Scientific classification
- Kingdom: Animalia
- Phylum: Chordata
- Class: Actinopterygii
- Order: Gadiformes
- Family: Gaidropsaridae
- Genus: Enchelyopus Bloch & Schneider, 1801
- Species: E. cimbrius
- Binomial name: Enchelyopus cimbrius (Linnaeus, 1766)
- Synonyms: Gadus cimbrius Linnaeus, 1766 Rhinonemus cimbrius (Linnaeus, 1766)

= Fourbeard rockling =

- Genus: Enchelyopus
- Species: cimbrius
- Authority: (Linnaeus, 1766)
- Conservation status: LC
- Synonyms: Gadus cimbrius Linnaeus, 1766, Rhinonemus cimbrius (Linnaeus, 1766)
- Parent authority: Bloch & Schneider, 1801

Species of fish

The fourbeard rockling or four-bearded rockling (Enchelyopus cimbrius) is a species of gaidropsarid fish found in the northern Atlantic Ocean. This species grows to 41 cm in total length. It is of minor importance in commercial fisheries.

== Evolution ==
The fourbeard rockling is the only extant member of the genus Enchelyopus. A fossil relative, †Enchelyopus susedanus (Kner, 1863) (=Brosmius susedanus Kner, 1863) is known from the Middle Miocene of Croatia and Crimea, and is known from both fossil skeletons and isolated otoliths. A second species, †Enchelyopus gaemersi Schwarzhans, 2010 is known from the Middle Miocene of Germany, exclusively from isolated otoliths.

==Description==
The fourbeard rockling is a long, slender fish named for its four barbels, one of which is on the chin and the others on the snout. The vent is halfway along the body and behind that, the body is laterally compressed. The anterior dorsal fin has one prominent long ray and is otherwise short and low. The posterior dorsal fin is very long and of even height. The anal fin is also long and the pelvic fins are in front of the pectorals. The caudal peduncle is very short and the caudal fin is rounded. The skin is slimy and the scales are not easy to see. The dorsal surface is generally brownish with sometimes some irregular darker blotches at the posterior end. The flanks and belly are silvery grey. The fins are a bluish colour with darker trailing edges to the dorsal, anal and caudal fins. The size of this fish is usually between 20 and 30 cm with a maximum length of 41 cm.

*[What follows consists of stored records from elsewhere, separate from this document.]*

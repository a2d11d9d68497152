//! Daemon configuration module.
//!
//! Contains the runtime configuration for the music-dna daemon: the origin the
//! controller serves, the cache generation, the static asset manifest, storage
//! selection, and paths.

use serde::{Deserialize, Serialize};
use std::path::PathBuf;
use std::time::Duration;

use reqwest::Url;

/// Static files precached at install time.
pub const STATIC_FILES: &[&str] = &[
    "/",
    "/index.html",
    "/manifest.json",
    "/icons/icon-192x192.png",
    "/icons/icon-512x512.png",
    "/screenshots/desktop-home.png",
    "/screenshots/mobile-quiz.png",
];

/// Document served for navigations while offline.
pub const OFFLINE_SHELL: &str = "/index.html";

/// Background sync tag that drains pending offline actions.
pub const SYNC_TAG: &str = "background-sync";

/// File under the cache path holding actions queued for background sync.
pub const PENDING_ACTIONS_FILE: &str = "pending-actions.json";

/// Default origin (the Vite dev server).
pub const DEFAULT_ORIGIN: &str = "http://localhost:5173";

/// Default cache generation.
pub const DEFAULT_CACHE_VERSION: &str = "v1.0.0";

/// Where cache entries live.
#[derive(Debug, Clone, Copy, PartialEq, Eq, Serialize, Deserialize, Default)]
#[serde(rename_all = "lowercase")]
pub enum StorageKind {
    /// In-process caches, lost on exit.
    Memory,

    /// Caches persisted under the cache path.
    #[default]
    Disk,
}

impl StorageKind {
    /// Returns the string representation of the storage kind.
    pub fn as_str(&self) -> &'static str {
        match self {
            StorageKind::Memory => "memory",
            StorageKind::Disk => "disk",
        }
    }

    /// Parses a storage kind from a string.
    pub fn parse(s: &str) -> Option<Self> {
        match s.to_lowercase().as_str() {
            "memory" | "mem" => Some(StorageKind::Memory),
            "disk" | "file" => Some(StorageKind::Disk),
            _ => None,
        }
    }
}

impl std::fmt::Display for StorageKind {
    fn fmt(&self, f: &mut std::fmt::Formatter<'_>) -> std::fmt::Result {
        write!(f, "{}", self.as_str())
    }
}

/// Runtime configuration for the daemon.
///
/// Loaded from environment variables at startup and then overridden by
/// command-line flags.
#[derive(Debug, Clone, Serialize, Deserialize)]
pub struct DaemonConfig {
    /// Origin the controller serves; same-origin responses are "basic".
    pub origin: String,

    /// Cache generation. Bumping it evicts every older cache on activate.
    pub cache_version: String,

    /// Paths precached into the static cache at install time.
    pub static_files: Vec<String>,

    /// Cache storage backend.
    pub storage: StorageKind,

    /// Directory for disk-backed caches.
    /// If None, uses the platform-specific default cache location.
    pub cache_path: Option<PathBuf>,

    /// Local directory mirroring the site's public assets (audio files).
    /// If None, uses `./public`.
    pub asset_root: Option<PathBuf>,

    /// Timeout for a single network fetch, in seconds.
    pub request_timeout_secs: u64,
}

impl DaemonConfig {
    /// Creates a new DaemonConfig with default values.
    pub fn new() -> Self {
        Self::default()
    }

    /// Creates a DaemonConfig from environment variables.
    ///
    /// Reads the following environment variables:
    /// - `MUSIC_DNA_ORIGIN` - Origin served by the controller
    /// - `MUSIC_DNA_CACHE_VERSION` - Cache generation suffix
    /// - `MUSIC_DNA_STORAGE` - Storage backend (memory, disk)
    /// - `MUSIC_DNA_CACHE_PATH` - Directory for disk caches
    /// - `MUSIC_DNA_ASSET_ROOT` - Local public asset directory
    /// - `MUSIC_DNA_REQUEST_TIMEOUT` - Fetch timeout in seconds
    ///
    /// Falls back to defaults for unset or unparseable variables.
    pub fn from_env() -> Self {
        let mut config = Self::default();

        if let Ok(origin) = std::env::var("MUSIC_DNA_ORIGIN") {
            config.origin = origin;
        }

        if let Ok(version) = std::env::var("MUSIC_DNA_CACHE_VERSION") {
            if !version.trim().is_empty() {
                config.cache_version = version.trim().to_string();
            }
        }

        if let Ok(storage_str) = std::env::var("MUSIC_DNA_STORAGE") {
            if let Some(storage) = StorageKind::parse(&storage_str) {
                config.storage = storage;
            }
        }

        if let Ok(path) = std::env::var("MUSIC_DNA_CACHE_PATH") {
            config.cache_path = Some(PathBuf::from(path));
        }

        if let Ok(path) = std::env::var("MUSIC_DNA_ASSET_ROOT") {
            config.asset_root = Some(PathBuf::from(path));
        }

        if let Ok(timeout_str) = std::env::var("MUSIC_DNA_REQUEST_TIMEOUT") {
            if let Ok(timeout) = timeout_str.parse::<u64>() {
                if (1..=300).contains(&timeout) {
                    config.request_timeout_secs = timeout;
                }
            }
        }

        config
    }

    /// Name of the cache holding the precached app shell.
    pub fn static_cache_name(&self) -> String {
        format!("static-{}", self.cache_version)
    }

    /// Name of the cache filled at runtime from network responses.
    pub fn dynamic_cache_name(&self) -> String {
        format!("dynamic-{}", self.cache_version)
    }

    /// Parses the configured origin.
    pub fn origin_url(&self) -> Option<Url> {
        Url::parse(&self.origin).ok()
    }

    /// Returns the fetch timeout.
    pub fn request_timeout(&self) -> Duration {
        Duration::from_secs(self.request_timeout_secs)
    }

    /// Returns the effective cache path, using platform defaults if not specified.
    pub fn effective_cache_path(&self) -> PathBuf {
        if let Some(ref path) = self.cache_path {
            path.clone()
        } else {
            default_cache_path()
        }
    }

    /// Returns the file that persists pending offline actions.
    pub fn pending_actions_path(&self) -> PathBuf {
        self.effective_cache_path().join(PENDING_ACTIONS_FILE)
    }

    /// Returns the effective asset root.
    pub fn effective_asset_root(&self) -> PathBuf {
        self.asset_root
            .clone()
            .unwrap_or_else(|| PathBuf::from("./public"))
    }

    /// Validates the configuration.
    ///
    /// Returns an error message if validation fails, None otherwise.
    pub fn validate(&self) -> Option<String> {
        match self.origin_url() {
            None => return Some(format!("origin is not a valid URL: {}", self.origin)),
            Some(url) if url.scheme() != "http" && url.scheme() != "https" => {
                return Some(format!("origin must be http or https: {}", self.origin));
            }
            Some(_) => {}
        }

        if self.cache_version.trim().is_empty() {
            return Some("cache_version must not be empty".to_string());
        }

        if !(1..=300).contains(&self.request_timeout_secs) {
            return Some(format!(
                "request_timeout_secs out of range: {} (1-300)",
                self.request_timeout_secs
            ));
        }

        if !self.static_files.iter().any(|f| f == OFFLINE_SHELL) {
            return Some(format!("static_files must include {}", OFFLINE_SHELL));
        }

        None
    }
}

impl Default for DaemonConfig {
    fn default() -> Self {
        Self {
            origin: DEFAULT_ORIGIN.to_string(),
            cache_version: DEFAULT_CACHE_VERSION.to_string(),
            static_files: STATIC_FILES.iter().map(|s| s.to_string()).collect(),
            storage: StorageKind::default(),
            cache_path: None,
            asset_root: None,
            request_timeout_secs: 30,
        }
    }
}

/// Returns the platform-specific default cache storage path.
///
/// Uses the `directories` crate to find appropriate locations:
/// - macOS: ~/Library/Caches/music-dna/caches
/// - Linux: ~/.cache/music-dna/caches
/// - Windows: C:\Users\<user>\AppData\Local\music-dna\cache\caches
fn default_cache_path() -> PathBuf {
    if let Some(proj_dirs) = directories::ProjectDirs::from("", "", "music-dna") {
        proj_dirs.cache_dir().join("caches")
    } else {
        // Fallback to current directory
        PathBuf::from("./caches")
    }
}
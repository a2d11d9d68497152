//! JSON-RPC module for daemon communication.
//!
//! Provides the JSON-RPC 2.0 server implementation. Each controller event and
//! player operation is a method:
//! - `install`, `activate`, `fetch`, `message`, `push`, `notification_click`,
//!   `sync`: offline controller events
//! - `queue_action`, `clear_caches`, `status`: controller maintenance
//! - `play`, `stop`, `audio_status`: hover previews
//! - `ping`, `shutdown`: daemon control
//!
//! Notifications:
//! - `skip_waiting`: the controller asks to be activated
//! - `clients_claimed`: the controller took control of open pages
//! - `show_notification`: display a system notification
//! - `open_window`: open a page at the given URL

pub mod host;
pub mod methods;
pub mod server;
pub mod types;

// Re-export commonly used types
pub use host::NotifyingHost;
pub use server::{run_server, send_notification, ServerState};
pub use types::{
    JsonRpcError, JsonRpcErrorResponse, JsonRpcNotification, JsonRpcRequest, JsonRpcResponse,
    RequestId,
};
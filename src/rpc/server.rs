//! JSON-RPC server over stdin/stdout.
//!
//! Implements the JSON-RPC 2.0 protocol for daemon communication. Requests are
//! read one per line and answered in order; logs go to stderr.

use std::io::{self, Write};
use std::sync::atomic::{AtomicBool, Ordering};
use std::sync::Arc;

use tokio::io::{AsyncBufReadExt, BufReader};

use crate::audio::{AudioPlayer, HeadlessBackend};
use crate::cache::storage_from_config;
use crate::config::DaemonConfig;
use crate::error::{Result, WorkerError};
use crate::report::TracingReporter;
use crate::worker::{
    action_store_from_config, HttpActionProcessor, HttpNetwork, OfflineController, SyncBackend,
};

use super::host::NotifyingHost;
use super::methods::handle_request;
use super::types::{
    JsonRpcError, JsonRpcErrorResponse, JsonRpcNotification, JsonRpcRequest, JsonRpcResponse,
};

/// State shared across all request handlers.
pub struct ServerState {
    /// The offline cache controller.
    pub controller: Arc<OfflineController>,
    /// The hover preview player.
    pub player: AudioPlayer,
    /// Flag to signal server shutdown.
    shutdown: Arc<AtomicBool>,
}

impl ServerState {
    /// Creates server state from already-built components.
    pub fn new(controller: Arc<OfflineController>, player: AudioPlayer) -> Self {
        Self {
            controller,
            player,
            shutdown: Arc::new(AtomicBool::new(false)),
        }
    }

    /// Builds the production stack: HTTP network, configured cache storage,
    /// notification host, headless audio and HTTP action replay.
    ///
    /// A controller whose caches survived a restart resumes as active.
    pub async fn from_config(config: &DaemonConfig) -> Result<Self> {
        let origin = config
            .origin_url()
            .ok_or_else(|| WorkerError::invalid_config(format!("bad origin {}", config.origin)))?;

        let network = HttpNetwork::new(origin.clone(), config.request_timeout())?;
        let processor = HttpActionProcessor::new(origin, config.request_timeout())?;

        let controller = OfflineController::new(
            config,
            storage_from_config(config),
            Arc::new(network),
            Arc::new(NotifyingHost),
        )?
        .with_reporter(Arc::new(TracingReporter))
        .with_sync(SyncBackend {
            store: action_store_from_config(config),
            processor: Arc::new(processor),
        });
        controller.resume().await?;

        let player = AudioPlayer::new(Arc::new(HeadlessBackend::new(config.effective_asset_root())));

        Ok(Self::new(Arc::new(controller), player))
    }

    /// Signals the server to shut down.
    pub fn shutdown(&self) {
        self.shutdown.store(true, Ordering::SeqCst);
    }

    /// Returns true if shutdown has been requested.
    pub fn is_shutdown(&self) -> bool {
        self.shutdown.load(Ordering::SeqCst)
    }
}

/// Runs the JSON-RPC server, reading from stdin and writing to stdout.
pub async fn run_server(state: ServerState) -> Result<()> {
    let mut lines = BufReader::new(tokio::io::stdin()).lines();

    eprintln!("JSON-RPC server started, waiting for requests...");

    loop {
        let line = match lines.next_line().await {
            Ok(Some(l)) => l,
            Ok(None) => break,
            Err(e) => {
                eprintln!("Error reading stdin: {}", e);
                break;
            }
        };

        // Skip empty lines
        if line.trim().is_empty() {
            continue;
        }

        if let Some(response) = process_request(&line, &state).await {
            write_line(&response);
        }

        if state.is_shutdown() {
            eprintln!("Server shutdown requested");
            break;
        }
    }

    state.player.stop();
    state.player.settle().await;
    state.controller.settle_background_writes().await;

    eprintln!("JSON-RPC server stopped");
    Ok(())
}

/// Processes a single JSON-RPC request line.
pub(crate) async fn process_request(line: &str, state: &ServerState) -> Option<String> {
    let request: JsonRpcRequest = match serde_json::from_str(line) {
        Ok(r) => r,
        Err(e) => {
            let error = JsonRpcErrorResponse::new(
                None,
                JsonRpcError::parse_error(format!("Invalid JSON: {}", e)),
            );
            return Some(serde_json::to_string(&error).unwrap_or_default());
        }
    };

    // Validate JSON-RPC version
    if request.jsonrpc != "2.0" {
        let error = JsonRpcErrorResponse::new(
            Some(request.id),
            JsonRpcError::invalid_request("Invalid JSON-RPC version (expected 2.0)"),
        );
        return Some(serde_json::to_string(&error).unwrap_or_default());
    }

    tracing::debug!(method = %request.method, "rpc request");
    let result = handle_request(&request.method, request.params, state).await;

    match result {
        Ok(value) => {
            Some(serde_json::to_string(&JsonRpcResponse::new(request.id, value)).unwrap_or_default())
        }
        Err(error) => {
            tracing::debug!(method = %request.method, code = error.code, "rpc error");
            Some(
                serde_json::to_string(&JsonRpcErrorResponse::new(Some(request.id), error))
                    .unwrap_or_default(),
            )
        }
    }
}

fn write_line(line: &str) {
    let mut stdout = io::stdout().lock();
    writeln!(stdout, "{}", line).ok();
    stdout.flush().ok();
}

/// Sends a JSON-RPC notification to stdout.
pub fn send_notification<T: serde::Serialize>(method: &'static str, params: T) {
    let notification = JsonRpcNotification::new(method, params);
    if let Ok(json) = serde_json::to_string(&notification) {
        write_line(&json);
    }
}

#[cfg(test)]
pub(crate) mod test_support {
    use super::*;
    use async_trait::async_trait;

    use crate::cache::MemoryCacheStorage;
    use crate::report::MemoryReporter;
    use crate::types::{Request, Response};
    use crate::worker::{
        ActionProcessor, MemoryActionStore, Network, PendingAction, RecordingHost,
    };

    /// Serves every static file plus `/api/persona`; fails everything else.
    pub struct SiteNetwork;

    #[async_trait]
    impl Network for SiteNetwork {
        async fn fetch(&self, request: &Request) -> Result<Response> {
            let path = request.url.path();
            let served = crate::config::STATIC_FILES.contains(&path) || path == "/api/persona";
            if served {
                Ok(Response::new(200, format!("asset {}", path)))
            } else {
                Err(WorkerError::network(request.url.as_str(), "offline"))
            }
        }
    }

    /// Accepts every action.
    pub struct AcceptAll;

    #[async_trait]
    impl ActionProcessor for AcceptAll {
        async fn process(&self, _action: &PendingAction) -> Result<()> {
            Ok(())
        }
    }

    /// Server state backed by memory storage, a recording host and a
    /// headless player over an empty asset root.
    pub fn test_state(asset_root: &std::path::Path) -> (ServerState, RecordingHost) {
        let config = DaemonConfig::new();
        let host = RecordingHost::new();
        let controller = OfflineController::new(
            &config,
            Arc::new(MemoryCacheStorage::new()),
            Arc::new(SiteNetwork),
            Arc::new(host.clone()),
        )
        .unwrap()
        .with_reporter(Arc::new(MemoryReporter::new()))
        .with_sync(SyncBackend {
            store: Arc::new(MemoryActionStore::new()),
            processor: Arc::new(AcceptAll),
        });
        let player = AudioPlayer::new(Arc::new(HeadlessBackend::new(asset_root)))
            .with_reporter(Arc::new(MemoryReporter::new()))
            .with_seed(3);
        (
            ServerState::new(Arc::new(controller), player),
            host,
        )
    }
}
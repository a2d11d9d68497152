//! Cache storage abstraction.
//!
//! A storage holds named caches; each cache maps a request key (absolute URL
//! without fragment) to a buffered response. Implementations must make `put`,
//! `match_in` and `delete` atomic per key, since concurrent fetch handlers share
//! one storage without further locking.

use async_trait::async_trait;

use crate::error::Result;
use crate::types::Response;

/// Named-cache storage shared by the controller's event handlers.
#[async_trait]
pub trait CacheStorage: Send + Sync {
    /// Opens a named cache, creating it if it does not exist.
    async fn open(&self, name: &str) -> Result<()>;

    /// Returns true if a cache with this name exists.
    async fn has(&self, name: &str) -> Result<bool>;

    /// Returns every cache name, in creation order.
    async fn keys(&self) -> Result<Vec<String>>;

    /// Deletes a named cache. Returns true if it existed.
    async fn delete(&self, name: &str) -> Result<bool>;

    /// Stores a response under `key` in the named cache, creating the cache
    /// if needed and replacing any previous entry.
    async fn put(&self, name: &str, key: &str, response: &Response) -> Result<()>;

    /// Looks up `key` in one named cache.
    async fn match_in(&self, name: &str, key: &str) -> Result<Option<Response>>;

    /// Returns the keys stored in one named cache.
    async fn entries(&self, name: &str) -> Result<Vec<String>>;

    /// Looks up `key` across all caches in creation order.
    async fn match_any(&self, key: &str) -> Result<Option<Response>> {
        for name in self.keys().await? {
            if let Some(response) = self.match_in(&name, key).await? {
                return Ok(Some(response));
            }
        }
        Ok(None)
    }
}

==Distribution and habitat==
The fourbeard rockling is found in the northwestern Atlantic Ocean from northern Gulf of Mexico to Newfoundland and western Greenland, and in the northeastern Atlantic Ocean from the Bay of Biscay to Iceland and the Barents Sea, the western Baltic Sea and occasionally in the Gulf of Finland. It has become a near-threatened species in the Baltic.

It migrates offshore in spring and inshore in autumn. Its depth range is about 20 to 500 m.

==Biology==
The fourbeard rockling is a bottom-dwelling fish which feeds on crustaceans, polychaete worms, molluscs and other invertebrates. It usually breeds between February and August, releasing the spawn in deep water after which the eggs float towards the surface.